Please say how many lines in the records below contain the word "this", giving the number alone.
[[ EXTRACTED ENTRIES, beginning ]]
use serde::Deserialize;

/// Main configuration structure for Catalog-Harvest
///
/// Every section and key has a default, so an empty file is a valid config.
#[derive(Debug, Clone, Default, Deserialize)]
#[serde(default)]
pub struct Config {
    pub crawler: CrawlerConfig,
    pub http: HttpConfig,
    pub limits: LimitsConfig,
    pub selectors: SelectorConfig,
    pub output: OutputConfig,
}

/// Which pages to fetch and how many workers fetch them
#[derive(Debug, Clone, Deserialize)]
#[serde(default, rename_all = "kebab-case")]
pub struct CrawlerConfig {
    /// Listing page URL with a `{}` placeholder for the page number
    pub url_template: String,

    /// First page number
    pub start_page: u32,

    /// Number of pages to fetch; `None` discovers the end from pagination
    pub page_count: Option<u32>,

    /// Number of concurrent workers
    pub workers: u32,

    /// Upper bound on pages enqueued when discovering the end
    pub max_pages: Option<u32>,

    /// Pages allowed in flight past the last confirmed page when discovering
    pub adaptive_lookahead: u32,

    /// Also fetch each item's detail page
    pub fetch_details: bool,
}

impl Default for CrawlerConfig {
    fn default() -> Self {
        Self {
            url_template: "https://books.toscrape.com/catalogue/page-{}.html".to_string(),
            start_page: 1,
            page_count: None,
            workers: 5,
            max_pages: None,
            adaptive_lookahead: 1,
            fetch_details: false,
        }
    }
}

/// Backoff strategy between attempts
#[derive(Debug, Clone, Copy, PartialEq, Eq, Deserialize)]
#[serde(rename_all = "kebab-case")]
pub enum BackoffKind {
    Fixed,
    Exponential,
}

/// HTTP behavior: timeouts, retries, pacing
#[derive(Debug, Clone, Deserialize)]
#[serde(default, rename_all = "kebab-case")]
pub struct HttpConfig {
    /// Per-attempt timeout in seconds
    pub timeout_secs: u64,

    /// Total attempts per request, first attempt included
    pub max_retries: u32,

    /// Minimum spacing between any two outbound requests (milliseconds)
    pub rate_limit_ms: u64,

    pub backoff: BackoffKind,

    pub backoff_base_ms: u64,

    pub backoff_max_ms: u64,

    pub user_agent: String,
}

impl Default for HttpConfig {
    fn default() -> Self {
        Self {
            timeout_secs: 10,
            max_retries: 3,
            rate_limit_ms: 1000,
            backoff: BackoffKind::Exponential,
            backoff_base_ms: 1000,
            backoff_max_ms: 30_000,
            user_agent: format!("catalog-harvest/{}", env!("CARGO_PKG_VERSION")),
        }
    }
}

/// Fatal-error thresholds
#[derive(Debug, Clone, Deserialize)]
#[serde(default, rename_all = "kebab-case")]
pub struct LimitsConfig {
    /// Abort after this many page failures in a row
    pub max_consecutive_failures: u32,

    /// Abort when failed / completed pages exceeds this share
    pub max_failure_ratio: f64,

    /// Completed pages required before the ratio is checked
    pub min_pages_for_ratio: u64,
}

impl Default for LimitsConfig {
    fn default() -> Self {
        Self {
            max_consecutive_failures: 5,
            max_failure_ratio: 0.5,
            min_pages_for_ratio: 10,
        }
    }
}

/// CSS selectors locating items and their fields
#[derive(Debug, Clone, Deserialize)]
#[serde(default, rename_all = "kebab-case")]
pub struct SelectorConfig {
    /// One match per catalog item
    pub item: String,

    pub title: String,

    /// Attribute on the title element holding the full title
    pub title_attribute: Option<String>,

    pub price: String,

    pub availability: String,

    /// Class carried by the rating element; its other classes are the rating
    pub rating_class: String,

    /// Filled-star markers counted inside the rating element, if the site
    /// draws ratings that way
    pub rating_marker: Option<String>,

    /// Element whose `href` is the item's detail page
    pub link: String,

    /// Pagination control present when another page follows
    pub next: String,

    pub detail_title: String,

    pub detail_availability: String,
}

impl Default for SelectorConfig {
    fn default() -> Self {
        Self {
            item: "article.product_pod".to_string(),
            title: "h3 a".to_string(),
            title_attribute: Some("title".to_string()),
            price: ".price_color".to_string(),
            availability: ".availability".to_string(),
            rating_class: "star-rating".to_string(),
            rating_marker: None,
            link: "h3 a".to_string(),
            next: "li.next a".to_string(),
            detail_title: ".product_main h1".to_string(),
            detail_availability: ".product_main .availability".to_string(),
        }
    }
}

/// Output configuration
#[derive(Debug, Clone, Deserialize)]
#[serde(default)]
pub struct OutputConfig {
    /// Path to the CSV file written at the end of the run
    pub path: String,
}

impl Default for OutputConfig {
    fn default() -> Self {
        Self {
            path: "books.csv".to_string(),
        }
    }
}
[[ EXTRACTED ENTRIES, end ]]
- _RESPONSE BOX_
2